Search the records for the string "Duration", then copy each line where it appears.

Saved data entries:
========

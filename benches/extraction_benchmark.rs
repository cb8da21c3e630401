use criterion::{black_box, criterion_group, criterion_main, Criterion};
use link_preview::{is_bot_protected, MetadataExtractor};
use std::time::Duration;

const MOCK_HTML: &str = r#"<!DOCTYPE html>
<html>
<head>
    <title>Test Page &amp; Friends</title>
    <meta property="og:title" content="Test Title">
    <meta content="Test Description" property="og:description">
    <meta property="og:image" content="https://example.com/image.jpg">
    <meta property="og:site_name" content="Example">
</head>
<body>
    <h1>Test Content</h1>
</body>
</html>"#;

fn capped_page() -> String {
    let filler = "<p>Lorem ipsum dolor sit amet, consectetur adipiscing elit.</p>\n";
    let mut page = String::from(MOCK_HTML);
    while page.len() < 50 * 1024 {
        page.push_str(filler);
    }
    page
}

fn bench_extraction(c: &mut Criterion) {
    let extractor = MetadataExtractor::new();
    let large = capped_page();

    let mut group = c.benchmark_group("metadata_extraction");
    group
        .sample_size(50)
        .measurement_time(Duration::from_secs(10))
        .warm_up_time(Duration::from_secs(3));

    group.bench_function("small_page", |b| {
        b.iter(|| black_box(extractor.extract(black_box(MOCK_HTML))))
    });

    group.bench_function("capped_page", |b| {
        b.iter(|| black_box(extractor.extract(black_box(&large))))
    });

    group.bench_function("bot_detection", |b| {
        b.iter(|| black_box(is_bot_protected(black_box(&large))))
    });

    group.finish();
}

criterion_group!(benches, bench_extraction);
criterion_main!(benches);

========

* Answer to this exercise
use std::time::Duration;
        .measurement_time(Duration::from_secs(10))
        .warm_up_time(Duration::from_secs(3));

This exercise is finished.